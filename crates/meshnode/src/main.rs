//! MeshNode - SecureMesh node daemon

use anyhow::Result;
use clap::Parser;
use meshnode::{Config, MeshNode};
use std::path::PathBuf;
use tracing::info;
use tracing_subscriber::{fmt, prelude::*, EnvFilter};

#[derive(Parser, Debug)]
#[command(name = "meshnode")]
#[command(about = "SecureMesh node daemon")]
struct Args {
    /// Configuration file
    #[arg(short, long, env = "MESHNODE_CONFIG")]
    config: Option<PathBuf>,

    /// Write a default configuration with a fresh secret and exit
    #[arg(long)]
    init: bool,

    /// Log level or filter directive, overrides the configuration
    #[arg(short, long)]
    log_level: Option<String>,

    /// Emit logs as JSON
    #[arg(long)]
    json_logs: bool,
}

#[tokio::main]
async fn main() -> Result<()> {
    let args = Args::parse();

    if args.init {
        let config = Config::create_default(args.config)?;
        println!("Configuration written to {}", config.config_path().display());
        println!("Share mesh.secret with every node that should join this mesh.");
        return Ok(());
    }

    let config = Config::load(args.config)?;
    let level = args
        .log_level
        .unwrap_or_else(|| config.logging.level.clone());
    init_logging(&level, args.json_logs || config.logging.json);

    info!("Loaded configuration from {}", config.config_path().display());
    securemesh_core::init()?;

    let mut node = MeshNode::start(&config).await?;
    node.run().await
}

/// Install the tracing subscriber; `RUST_LOG` wins over `level`
fn init_logging(level: &str, json: bool) {
    let filter = EnvFilter::try_from_default_env().unwrap_or_else(|_| EnvFilter::new(level));
    let registry = tracing_subscriber::registry().with(filter);

    if json {
        registry.with(fmt::layer().json()).try_init().ok();
    } else {
        registry.with(fmt::layer().with_target(true)).try_init().ok();
    }
}
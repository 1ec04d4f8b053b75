//! MaxMind GeoLite2 数据库实现
//!
//! 使用本地 MaxMind GeoLite2-City.mmdb 文件进行 IP 地理位置查询

use std::net::IpAddr;

use maxminddb::Reader;
use tracing::trace;

use super::location::LocationRecord;
use super::provider::LocationSource;
use crate::errors::{GeoIpError, LookupError};

/// MaxMind 数据库句柄
///
/// 只对外暴露 `LocationSource::lookup`，读取器本身不公开。
pub struct MaxMindReader {
    reader: Reader<Vec<u8>>,
}

impl MaxMindReader {
    /// 从文件路径打开数据库
    pub fn open(path: &str) -> Result<Self, GeoIpError> {
        let reader = Reader::open_readfile(path).map_err(|source| GeoIpError::DatabaseOpen {
            path: path.to_string(),
            source,
        })?;

        trace!(
            "Opened MaxMind database {} ({} nodes, type {})",
            path, reader.metadata.node_count, reader.metadata.database_type
        );

        Ok(Self { reader })
    }
}

impl LocationSource for MaxMindReader {
    fn lookup(&self, ip: IpAddr) -> Result<LocationRecord, LookupError> {
        let result = self.reader.lookup(ip)?;
        let record: Option<LocationRecord> = result.decode()?;
        record.ok_or(LookupError::NotFound)
    }

    fn name(&self) -> &'static str {
        "MaxMind"
    }
}
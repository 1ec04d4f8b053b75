//! Service layer
//!
//! Lookup logic shared by the HTTP server and the CLI.

pub mod geoip;

pub use geoip::{GeoIpDb, Location, LocationSource};
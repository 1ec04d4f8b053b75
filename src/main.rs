use anyhow::Result;
use clap::Parser;
use colored::Colorize;
use tracing::debug;

use ipgeo::cli::{Cli, Commands, ConfigCommands};
use ipgeo::config::{StaticConfig, init_config};
use ipgeo::runtime::modes::{run_lookup, run_server};
use ipgeo::services::GeoIpDb;
use ipgeo::system::init_logging;

#[actix_web::main]
async fn main() -> Result<()> {
    dotenvy::dotenv().ok();
    let cli = Cli::parse();

    // Config generation does not need a valid config or logging
    if let Some(Commands::Config {
        action: ConfigCommands::Generate { output_path },
    }) = &cli.command
    {
        match output_path {
            Some(path) => {
                StaticConfig::default().save_to_file(path)?;
                println!("{} Sample configuration written to {}", "✓".bold().green(), path);
            }
            None => print!("{}", StaticConfig::generate_sample_config()),
        }
        return Ok(());
    }

    let config = init_config(&cli.config).inspect_err(|e| eprintln!("{}", e.format_colored()))?;
    let log_guard = init_logging(&config.logging)?;
    if std::path::Path::new(&cli.config).exists() {
        debug!("Configuration loaded from {}", cli.config);
    }

    match cli.command {
        None | Some(Commands::Serve) => run_server(&config).await,
        Some(Commands::Lookup { ips, db, json }) => {
            let path = db.unwrap_or_else(|| config.geoip.database_path.clone());
            let db = GeoIpDb::open(&path).inspect_err(|e| eprintln!("{}", e.format_colored()))?;
            if !run_lookup(&db, &ips, json) {
                drop(log_guard);
                std::process::exit(1);
            }
            Ok(())
        }
        Some(Commands::Config { .. }) => Ok(()),
    }
}
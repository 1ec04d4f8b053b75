//! GeoIP 服务模块
//!
//! 基于本地 MaxMind 数据库的 IP 地理位置查询

mod location;
mod maxmind;
mod provider;

pub use location::{
    CityRecord, CountryRecord, DISPLAY_LANGUAGE, Location, LocationRecord, TimezoneRecord,
};
pub use maxmind::MaxMindReader;
pub use provider::{GeoIpDb, LocationSource};
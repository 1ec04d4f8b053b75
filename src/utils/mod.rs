pub mod ip;

pub use ip::{ProxyHeaderPolicy, extract_dotted_quad, resolve_client_ip};
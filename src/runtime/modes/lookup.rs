//! Lookup mode
//!
//! Resolves addresses given on the command line and prints them to stdout.

use colored::Colorize;
use std::time::Instant;

use crate::services::geoip::{GeoIpDb, Location};

/// 单行文本格式
pub fn format_location(location: &Location) -> String {
    let place = match (location.city.is_empty(), location.country.is_empty()) {
        (false, false) => format!("{}, {}", location.city, location.country),
        (true, false) => location.country.clone(),
        (false, true) => location.city.clone(),
        (true, true) => "-".to_string(),
    };
    format!(
        "{} -> {} [{}] {}",
        location.ip.cyan(),
        place.green(),
        location.iso_code.yellow(),
        location.timezone.dimmed()
    )
}

/// Run lookup mode
///
/// Returns `true` when every address resolved.
pub fn run_lookup(db: &GeoIpDb, ips: &[String], json: bool) -> bool {
    let start = Instant::now();
    let mut all_ok = true;

    for ip in ips {
        match db.get_location(ip) {
            Ok(location) if json => match serde_json::to_string(&location) {
                Ok(line) => println!("{}", line),
                Err(e) => {
                    eprintln!("{} {}: {}", "✗".bold().red(), ip, e);
                    all_ok = false;
                }
            },
            Ok(location) => println!("{}", format_location(&location)),
            Err(e) => {
                eprintln!("{} {}", "✗".bold().red(), e.format_simple());
                all_ok = false;
            }
        }
    }

    if !json {
        println!(
            "{} {} lookup(s) in {:?}",
            "ℹ".bold().blue(),
            ips.len().to_string().green(),
            start.elapsed()
        );
    }

    all_ok
}

#[cfg(test)]
mod tests {
    use super::*;

    #[test]
    fn test_format_location_full() {
        colored::control::set_override(false);
        let location = Location {
            city: "Kathmandu".to_string(),
            ip: "110.44.127.177".to_string(),
            country: "Nepal".to_string(),
            iso_code: "NP".to_string(),
            timezone: "Asia/Kathmandu".to_string(),
        };
        assert_eq!(
            format_location(&location),
            "110.44.127.177 -> Kathmandu, Nepal [NP] Asia/Kathmandu"
        );
    }

    #[test]
    fn test_format_location_without_names() {
        colored::control::set_override(false);
        let location = Location {
            ip: "1.1.1.1".to_string(),
            ..Location::default()
        };
        assert_eq!(format_location(&location), "1.1.1.1 -> - [] ");
    }
}
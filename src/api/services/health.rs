//! 健康检查接口

use actix_web::{HttpResponse, Responder, web};
use serde::Serialize;
use std::time::Instant;
use tracing::trace;

use crate::services::geoip::GeoIpDb;

// 应用启动时间结构体
#[derive(Clone, Debug)]
pub struct AppStartTime {
    pub started: Instant,
}

impl Default for AppStartTime {
    fn default() -> Self {
        Self {
            started: Instant::now(),
        }
    }
}

#[derive(Debug, Serialize)]
pub struct HealthResponse {
    pub status: &'static str,
    pub provider: &'static str,
    pub uptime: u64,
}

pub struct HealthService;

impl HealthService {
    pub async fn health_check(
        db: web::Data<GeoIpDb>,
        app_start_time: web::Data<AppStartTime>,
    ) -> impl Responder {
        trace!("Received health check request");
        HttpResponse::Ok().json(HealthResponse {
            status: "ok",
            provider: db.source_name(),
            uptime: app_start_time.started.elapsed().as_secs(),
        })
    }
}

pub fn health_routes() -> actix_web::Scope {
    web::scope("/health")
        .route("", web::get().to(HealthService::health_check))
        .route("", web::head().to(HealthService::health_check))
}
//! System-level modules
//!
//! - Logging initialization

pub mod logging;

pub use logging::init_logging;
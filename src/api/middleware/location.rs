//! Client location middleware
//!
//! 在 `ClientIp` 基础上查询地理位置并存入 request extensions。
//! 查询失败不影响请求，只会得到 `ClientLocation(None)`。

use actix_service::{Service, Transform};
use actix_web::{
    Error, FromRequest, HttpMessage, HttpRequest,
    dev::{Payload, ServiceRequest, ServiceResponse},
};
use futures_util::future::{LocalBoxFuture, Ready, ready};
use std::rc::Rc;
use std::sync::Arc;
use tracing::debug;

use super::client_ip::ClientIp;
use crate::services::geoip::{GeoIpDb, Location};
use crate::utils::ip::{ProxyHeaderPolicy, client_ip_from_service_request};

/// 客户端地理位置（未挂载中间件或查询失败时为 None）
#[derive(Clone, Debug, Default, PartialEq, Eq)]
pub struct ClientLocation(pub Option<Location>);

impl FromRequest for ClientLocation {
    type Error = Error;
    type Future = Ready<Result<Self, Self::Error>>;

    fn from_request(req: &HttpRequest, _: &mut Payload) -> Self::Future {
        let location = req
            .extensions()
            .get::<ClientLocation>()
            .cloned()
            .unwrap_or_default();
        ready(Ok(location))
    }
}

/// Client location 中间件工厂
#[derive(Clone)]
pub struct LocationAnnotator {
    policy: Arc<ProxyHeaderPolicy>,
    db: GeoIpDb,
}

impl LocationAnnotator {
    pub fn new(policy: ProxyHeaderPolicy, db: GeoIpDb) -> Self {
        Self {
            policy: Arc::new(policy),
            db,
        }
    }
}

impl<S, B> Transform<S, ServiceRequest> for LocationAnnotator
where
    S: Service<ServiceRequest, Response = ServiceResponse<B>, Error = Error> + 'static,
    B: 'static,
{
    type Response = ServiceResponse<B>;
    type Error = Error;
    type InitError = ();
    type Transform = LocationService<S>;
    type Future = Ready<Result<Self::Transform, Self::InitError>>;

    fn new_transform(&self, service: S) -> Self::Future {
        ready(Ok(LocationService {
            service: Rc::new(service),
            policy: self.policy.clone(),
            db: self.db.clone(),
        }))
    }
}

pub struct LocationService<S> {
    service: Rc<S>,
    policy: Arc<ProxyHeaderPolicy>,
    db: GeoIpDb,
}

impl<S, B> Service<ServiceRequest> for LocationService<S>
where
    S: Service<ServiceRequest, Response = ServiceResponse<B>, Error = Error> + 'static,
    B: 'static,
{
    type Response = ServiceResponse<B>;
    type Error = Error;
    type Future = LocalBoxFuture<'static, Result<Self::Response, Self::Error>>;

    fn poll_ready(
        &self,
        ctx: &mut std::task::Context<'_>,
    ) -> std::task::Poll<Result<(), Self::Error>> {
        self.service.poll_ready(ctx)
    }

    fn call(&self, req: ServiceRequest) -> Self::Future {
        let srv = self.service.clone();

        let ip = client_ip_from_service_request(&req, &self.policy);
        let location = match self.db.get_location(&ip) {
            Ok(location) => Some(location),
            Err(e) => {
                debug!("GeoIP lookup skipped for {:?}: {}", ip, e);
                None
            }
        };

        {
            let mut extensions = req.extensions_mut();
            extensions.insert(ClientIp(ip));
            extensions.insert(ClientLocation(location));
        }

        Box::pin(async move { srv.call(req).await })
    }
}
//! ipgeo - IP geolocation lookup
//!
//! Opens a MaxMind GeoIP2/GeoLite2 City database, resolves addresses into a
//! flat [`services::geoip::Location`], and provides actix-web middleware that
//! annotates each request with the client's IP (and optionally its location).
//!
//! # Architecture
//! - `services::geoip`: database handle and location resolver
//! - `utils::ip`: client IP extraction from proxy headers
//! - `api`: request annotation middleware and HTTP handlers
//! - `config`: configuration loading
//! - `runtime`: server and lookup execution modes
//! - `system`: logging setup

pub mod api;
pub mod cli;
pub mod config;
pub mod errors;
pub mod runtime;
pub mod services;
pub mod system;
pub mod utils;
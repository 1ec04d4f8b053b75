pub mod client_ip;
pub mod location;

pub use client_ip::{ClientIp, ClientIpAnnotator};
pub use location::{ClientLocation, LocationAnnotator};
//! Command-line interface definitions using clap

use clap::{Parser, Subcommand};

use crate::config::DEFAULT_CONFIG_PATH;

/// ipgeo - IP geolocation lookup service
#[derive(Parser, Debug)]
#[command(name = "ipgeo")]
#[command(version)]
#[command(about = "IP geolocation lookup backed by a MaxMind database", long_about = None)]
pub struct Cli {
    /// Configuration file path
    #[arg(long, short = 'c', global = true, default_value = DEFAULT_CONFIG_PATH)]
    pub config: String,

    #[command(subcommand)]
    pub command: Option<Commands>,
}

/// Available commands
#[derive(Subcommand, Debug)]
pub enum Commands {
    /// Start the HTTP server (default)
    Serve,

    /// Look up one or more IP addresses
    Lookup {
        /// IP addresses to resolve
        #[arg(required = true)]
        ips: Vec<String>,

        /// Database path (overrides geoip.database_path)
        #[arg(long)]
        db: Option<String>,

        /// Print one JSON object per line
        #[arg(long)]
        json: bool,
    },

    /// Manage configuration
    Config {
        #[command(subcommand)]
        action: ConfigCommands,
    },
}

/// Configuration management commands
#[derive(Subcommand, Debug)]
pub enum ConfigCommands {
    /// Generate example configuration file
    Generate {
        /// Output path (default: stdout)
        output_path: Option<String>,
    },
}
//! GeoIP 记录与响应结构
//!
//! `LocationRecord` 对应数据库中的嵌套记录，`Location` 是对外返回的扁平结构。

use std::collections::BTreeMap;

use serde::{Deserialize, Serialize};

/// 响应中使用的语言代码
pub const DISPLAY_LANGUAGE: &str = "en";

/// 数据库中解码出的原始记录（GeoIP2 City 结构的子集）
///
/// 所有字段在数据库里都是可选的，缺失时解码为空值。
#[derive(Debug, Clone, Default, PartialEq, Eq, Deserialize)]
pub struct LocationRecord {
    #[serde(default)]
    pub city: CityRecord,
    #[serde(default)]
    pub country: CountryRecord,
    #[serde(default)]
    pub location: TimezoneRecord,
}

#[derive(Debug, Clone, Default, PartialEq, Eq, Deserialize)]
pub struct CityRecord {
    #[serde(default)]
    pub names: BTreeMap<String, String>,
}

#[derive(Debug, Clone, Default, PartialEq, Eq, Deserialize)]
pub struct CountryRecord {
    #[serde(default)]
    pub iso_code: String,
    #[serde(default)]
    pub names: BTreeMap<String, String>,
}

#[derive(Debug, Clone, Default, PartialEq, Eq, Deserialize)]
pub struct TimezoneRecord {
    #[serde(default)]
    pub time_zone: String,
}

/// 查询结果
#[derive(Debug, Clone, Default, PartialEq, Eq, Serialize, Deserialize)]
pub struct Location {
    #[serde(default, skip_serializing_if = "String::is_empty")]
    pub city: String,
    pub ip: String,
    pub country: String,
    pub iso_code: String,
    pub timezone: String,
}

impl Location {
    /// 将数据库记录整形为扁平响应
    ///
    /// `country`/`city` 只取英文名称，缺失时为空字符串；
    /// `iso_code` 与 `timezone` 原样复制。
    pub fn from_record(ip: &str, record: LocationRecord) -> Self {
        let LocationRecord {
            mut city,
            mut country,
            location,
        } = record;

        Self {
            city: city.names.remove(DISPLAY_LANGUAGE).unwrap_or_default(),
            ip: ip.to_string(),
            country: country.names.remove(DISPLAY_LANGUAGE).unwrap_or_default(),
            iso_code: country.iso_code,
            timezone: location.time_zone,
        }
    }
}
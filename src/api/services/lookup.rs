//! 地理位置查询接口
//!
//! `GET /` 返回调用方自身的 IP 与位置，`GET /lookup/{ip}` 查询任意地址。

use actix_web::http::StatusCode;
use actix_web::{HttpResponse, Responder, web};
use serde::Serialize;
use tracing::{debug, instrument};

use crate::api::middleware::{ClientIp, ClientLocation};
use crate::errors::GeoIpError;
use crate::services::geoip::{GeoIpDb, Location};

/// `GET /` 响应体
#[derive(Debug, Serialize)]
pub struct WhoAmIResponse {
    pub ip: String,
    pub location: Option<Location>,
}

pub struct LookupService;

impl LookupService {
    /// 返回中间件为当前请求确定的 IP 与位置
    pub async fn whoami(ip: ClientIp, location: ClientLocation) -> impl Responder {
        HttpResponse::Ok().json(WhoAmIResponse {
            ip: ip.0,
            location: location.0,
        })
    }

    #[instrument(skip(db))]
    pub async fn lookup(ip: web::Path<String>, db: web::Data<GeoIpDb>) -> impl Responder {
        let ip = ip.into_inner();
        match db.get_location(&ip) {
            Ok(location) => HttpResponse::Ok().json(location),
            Err(e) => {
                debug!("Lookup failed: {}", e);
                error_response(&e)
            }
        }
    }
}

fn error_response(err: &GeoIpError) -> HttpResponse {
    let status = match err {
        GeoIpError::InvalidAddress(_) => StatusCode::BAD_REQUEST,
        GeoIpError::LookupFailure { .. } => StatusCode::NOT_FOUND,
        _ => StatusCode::INTERNAL_SERVER_ERROR,
    };
    HttpResponse::build(status).json(serde_json::json!({
        "code": status.as_u16(),
        "data": { "error": err.message() }
    }))
}

pub fn lookup_routes(cfg: &mut web::ServiceConfig) {
    cfg.route("/", web::get().to(LookupService::whoami))
        .route("/lookup/{ip}", web::get().to(LookupService::lookup));
}
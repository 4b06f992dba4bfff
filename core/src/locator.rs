//! # Locator
//!
//! Finds the execution server by walking a [`PortRange`] on the loopback interface.
//!
//! Each port gets one GET against the handshake path. The first port whose reply is
//! a 2xx with a body **exactly** equal to the sentinel wins, and nothing after it is
//! probed. A port that cannot be reached is recorded as the last error and skipped.
//!
//! Probing is strictly sequential and in ascending order, so the result is
//! deterministic when several servers share the sentinel.

use std::future::Future;

use scriptlink_common::cancel::CancelFlag;
use scriptlink_common::network::range::PortRange;
use tracing::{debug, info};

use crate::endpoint::DiscoveredEndpoint;
use crate::error::ExecError;
use crate::link::{Reply, ServerLink};

/// Outcome of probing a single port.
#[derive(Debug, Clone, PartialEq, Eq)]
pub enum ProbeResult {
    Matched,
    /// A response arrived but was not a 2xx carrying the sentinel.
    Mismatched { status: u16 },
    /// No response. Holds the transport error message.
    Unreachable(String),
}

/// Compares a handshake reply against the sentinel. No trimming, case sensitive.
pub fn classify_probe(reply: &Reply, sentinel: &str) -> ProbeResult {
    if reply.is_success() && reply.body == sentinel {
        ProbeResult::Matched
    } else {
        ProbeResult::Mismatched {
            status: reply.status,
        }
    }
}

/// Probes one port through `link`.
pub async fn probe_port(link: &dyn ServerLink, port: u16, path: &str, sentinel: &str) -> ProbeResult {
    match link.get(port, path).await {
        Ok(reply) => classify_probe(&reply, sentinel),
        Err(err) => ProbeResult::Unreachable(err.summary()),
    }
}

/// Walks `ports` in ascending order until `prober` reports a match.
///
/// `cancel` is checked before every probe.
pub async fn scan_range<F, Fut>(
    ports: PortRange,
    cancel: &CancelFlag,
    mut prober: F,
) -> Result<DiscoveredEndpoint, ExecError>
where
    F: FnMut(u16) -> Fut,
    Fut: Future<Output = ProbeResult>,
{
    let mut last_error: Option<String> = None;

    for port in ports.iter() {
        if cancel.is_cancelled() {
            return Err(ExecError::Cancelled { range: ports });
        }

        match prober(port).await {
            ProbeResult::Matched => {
                info!("Server found on port {port}");
                return Ok(DiscoveredEndpoint::new(port));
            }
            ProbeResult::Mismatched { status } => {
                debug!(port, status, "handshake did not match");
            }
            ProbeResult::Unreachable(message) => {
                debug!(port, error = %message, "port unreachable");
                last_error = Some(message);
            }
        }
    }

    Err(ExecError::DiscoveryExhausted {
        range: ports,
        last_error,
    })
}

/// Scans `ports` through `link`, calling `on_probe` right before each port is tried.
pub async fn locate(
    link: &dyn ServerLink,
    ports: PortRange,
    probe_path: &str,
    sentinel: &str,
    cancel: &CancelFlag,
    on_probe: Option<&(dyn Fn(u16) + Send + Sync)>,
) -> Result<DiscoveredEndpoint, ExecError> {
    debug!(%ports, probe_path, "starting port scan");
    scan_range(ports, cancel, move |port| {
        if let Some(callback) = on_probe {
            callback(port);
        }
        probe_port(link, port, probe_path, sentinel)
    })
    .await
}

// ╔════════════════════════════════════════════╗
// ║ ████████╗███████╗███████╗████████╗███████╗ ║
// ║ ╚══██╔══╝██╔════╝██╔════╝╚══██╔══╝██╔════╝ ║
// ║    ██║   █████╗  ███████╗   ██║   ███████╗ ║
// ║    ██║   ██╔══╝  ╚════██║   ██║   ╚════██║ ║
// ║    ██║   ███████╗███████║   ██║   ███████║ ║
// ║    ╚═╝   ╚══════╝╚══════╝   ╚═╝   ╚══════╝ ║
// ╚════════════════════════════════════════════╝
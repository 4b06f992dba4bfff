use std::io::{self, Write};
use std::sync::OnceLock;
use std::sync::mpsc::{self, RecvTimeoutError, Sender};
use std::thread;
use std::time::{Duration, Instant};

use colored::*;
use indicatif::{ProgressBar, ProgressStyle};
use scriptlink_common::network::range::PortRange;

const TIP_DURATION: Duration = Duration::from_secs(2);
const MIN_TIP_VISIBILITY: Duration = Duration::from_millis(750);
const TIPS: &[&str] = &[
    "Press Ctrl-C to stop scanning",
    "Use --timeout-ms if a port hangs",
];

pub struct SpinnerHandle {
    pub spinner: ProgressBar,
    tx: Sender<String>,
}

impl SpinnerHandle {
    pub fn send_to_queue(&self, message: String) {
        let _ = self.tx.send(message);
    }

    pub fn println(&self, msg: &str) {
        self.spinner.println(msg);
    }

    pub fn finish_and_clear(&self) {
        self.spinner.finish_and_clear();
    }

    /// Log lines can only go through the bar while it is on screen.
    fn is_drawing(&self) -> bool {
        !self.spinner.is_finished() && !self.spinner.is_hidden()
    }
}

static SPINNER: OnceLock<SpinnerHandle> = OnceLock::new();

pub fn get_spinner() -> &'static SpinnerHandle {
    SPINNER.get_or_init(init_spinner)
}

fn init_spinner() -> SpinnerHandle {
    let pb = ProgressBar::new_spinner();
    let style = ProgressStyle::with_template("{spinner:.blue} {msg}")
        .unwrap_or_else(|_| ProgressStyle::default_spinner())
        .tick_strings(&[
            "▁▁▁▁▁",
            "▁▂▂▂▁",
            "▁▄▂▄▁",
            "▂▄▆▄▂",
            "▄▆█▆▄",
            "▂▄▆▄▂",
            "▁▄▂▄▁",
            "▁▂▂▂▁",
        ]);

    pb.set_style(style);
    pb.enable_steady_tick(Duration::from_millis(100));

    let (tx, rx) = mpsc::channel::<String>();
    let pb_clone = pb.clone();

    thread::spawn(move || {
        let mut tip_index = 0;
        let mut next_action_time = Instant::now() + TIP_DURATION;
        let mut is_showing_tip = false;
        let mut last_tip_time = Instant::now();

        loop {
            if pb_clone.is_finished() {
                break;
            }

            let wait_time = next_action_time.saturating_duration_since(Instant::now());

            match rx.recv_timeout(wait_time) {
                Ok(mut msg) => {
                    if is_showing_tip {
                        let elapsed = last_tip_time.elapsed();
                        if elapsed < MIN_TIP_VISIBILITY {
                            thread::sleep(MIN_TIP_VISIBILITY - elapsed);
                        }
                        is_showing_tip = false;
                    }
                    while let Ok(newer_msg) = rx.try_recv() {
                        msg = newer_msg;
                    }
                    pb_clone.set_message(msg);
                    next_action_time = Instant::now() + TIP_DURATION;
                }
                Err(RecvTimeoutError::Timeout) => {
                    let tip = TIPS[tip_index % TIPS.len()];
                    pb_clone.set_message(format!("{}", tip.italic().white()));

                    tip_index += 1;
                    is_showing_tip = true;
                    last_tip_time = Instant::now();

                    next_action_time = Instant::now() + TIP_DURATION;
                }
                Err(RecvTimeoutError::Disconnected) => {
                    break;
                }
            }
        }
    });

    SpinnerHandle { spinner: pb, tx }
}

pub fn start(message: &str) {
    get_spinner().send_to_queue(message.to_string());
}

pub fn report_probe(port: u16, range: PortRange) {
    let probed: usize = usize::from(port - range.start()) + 1;
    get_spinner().send_to_queue(format!(
        "Probing port {} ({}/{})",
        port.to_string().green().bold(),
        probed,
        range.len()
    ));
}

pub fn finish() {
    if let Some(handle) = SPINNER.get() {
        handle.finish_and_clear();
    }
}

/// Routes log output above the spinner, or to stderr when no spinner is drawing.
pub struct SpinnerWriter;

impl Write for SpinnerWriter {
    fn write(&mut self, buf: &[u8]) -> io::Result<usize> {
        let msg = String::from_utf8_lossy(buf);
        let msg = msg.trim_end();
        match SPINNER.get() {
            Some(handle) if handle.is_drawing() => handle.println(msg),
            _ => writeln!(io::stderr(), "{msg}")?,
        }
        Ok(buf.len())
    }

    fn flush(&mut self) -> io::Result<()> {
        io::stderr().flush()
    }
}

# # # # # # #

Only lines containing the string "async" belong in the answer; find them in the data above and copy them.

- _SOLUTION FOR THIS TASK_:
async fn main() -> Result<()> {
async fn main() -> Result<()> {
    pub async fn health_check(
        Box::pin(async move { srv.call(req).await })
    pub async fn whoami(ip: ClientIp, location: ClientLocation) -> impl Responder {
    pub async fn lookup(ip: web::Path<String>, db: web::Data<GeoIpDb>) -> impl Responder {
pub async fn probe_port(link: &dyn ServerLink, port: u16, path: &str, sentinel: &str) -> ProbeResult {
pub async fn scan_range<F, Fut>(
pub async fn locate(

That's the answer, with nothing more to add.